Exactly as they stand, write out all of the entries again.

══════

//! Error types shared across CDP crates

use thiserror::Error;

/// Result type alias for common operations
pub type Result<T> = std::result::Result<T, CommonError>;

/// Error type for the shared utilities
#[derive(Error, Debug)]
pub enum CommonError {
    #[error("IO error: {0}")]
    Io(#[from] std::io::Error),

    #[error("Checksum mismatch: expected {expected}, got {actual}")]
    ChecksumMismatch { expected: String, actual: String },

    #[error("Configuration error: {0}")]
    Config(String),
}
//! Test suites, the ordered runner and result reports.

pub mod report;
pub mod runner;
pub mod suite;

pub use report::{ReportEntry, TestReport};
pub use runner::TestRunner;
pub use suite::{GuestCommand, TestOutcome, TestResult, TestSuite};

══════

Exercise answer:
//! Error types shared across CDP crates

use thiserror::Error;

/// Result type alias for common operations
pub type Result<T> = std::result::Result<T, CommonError>;

/// Error type for the shared utilities
#[derive(Error, Debug)]
pub enum CommonError {
    #[error("IO error: {0}")]
    Io(#[from] std::io::Error),

    #[error("Checksum mismatch: expected {expected}, got {actual}")]
    ChecksumMismatch { expected: String, actual: String },

    #[error("Configuration error: {0}")]
    Config(String),
}
//! Test suites, the ordered runner and result reports.

pub mod report;
pub mod runner;
pub mod suite;

pub use report::{ReportEntry, TestReport};
pub use runner::TestRunner;
pub use suite::{GuestCommand, TestOutcome, TestResult, TestSuite};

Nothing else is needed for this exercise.